I still own 4 horses but my old pony gelding is coming home, due to the little girl being just far too scared of horses to want to ride. I suddenly have doubled my horse related chores each day without taking on the neglected pony, I would have been in serious trouble if I had taken him and then ended up with three at home, especially if the pony needed rather intensive care.

I suppose what I'm trying to say is that I can see how easy it is to "hoard" horses and how one becomes several.

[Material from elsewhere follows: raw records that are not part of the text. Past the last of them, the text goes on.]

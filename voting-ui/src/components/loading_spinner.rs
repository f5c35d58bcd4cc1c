use leptos::prelude::*;

#[component]
pub fn LoadingSpinner() -> impl IntoView {
    view! {
        <div class="loading">
            <div class="loading__spinner"></div>
            <p class="loading__text">"Getting your ballot ready..."</p>
        </div>
    }
}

I started with my pony gelding, who is just too old and too small for me to ride very much. I owe it to him to keep him in his retirement and let him live out his twilight years in comfort - I would NEVER sell him. I started looking for a new horse and bought my young one. Unfortunately that didn't work out for us - she was too much horse and I was too inexperienced. She's now out on lease to be a broodmare and I will advertise her for sale later this year, however I am happy to keep leasing her as a broody if I am unable to sell her. I have backup leasees interested if the current deal falls through. My mum gave me her QP mare (which was given to her) after she decided riding wasn't for her. A lovely pony but I'm rather tall and at 14hh she just wasn't for me. She also needs more educating than I am able to give her and after the diasterous outcome with my young filly, I wanted an older, educated, been there done that type horse. The big mistake I made was buying my current mare before selling the QP mare - I now have a lovely little mare that I'm having trouble selling/leasing or even giving to the right home due to the lack of education that I am unable to give her. I could have sold her ten times over if I didn't care about the sort of home she went to, but of course, like most horses owners, I vet my buyers fairly well and would rather keep her than let her go to a potentially unsuitable home. Current plan is to send her to a trainer for a few weeks once summer rolls around, put a few hours in the saddle and try again to sell her. I need to downsize so I can give the remaining ponies the time and attention they deserve. Ultimate plan is to downsize to my in work mare and the pony gelding, but if all 4 stay then I'll have to make it work. I have definitely learnt my lesson though and WILL NOT take on any more horses - owning 4, even if some are out on lease, can turn into 4 at home in the paddock very quickly!!!

Anonymous said...

Very interesting post - I posted on my own blog about my struggle with taking care of 5 horses. I'm not a professional and never will be, but I'm edging into collector territory, and would like not to end up there. Partly it's my childen's horses - we have three of those, only one of which is still rideable. As of next fall, both my children will be away from home so it's just me to take care of the horses. I also have a 29yo retiree who blessedly is in excellent health. I'm too old and not physically able enough to have my own place, so expenses are an issue too, and the facility I'm at requires a lot of extra work.

I've got a partial solution in the works - I'd like to make sure my "lifetime horses" get taken care of, but also end up where I have a couple (no more) horses to ride and work with. Thanks for addressing this difficult issue head-on.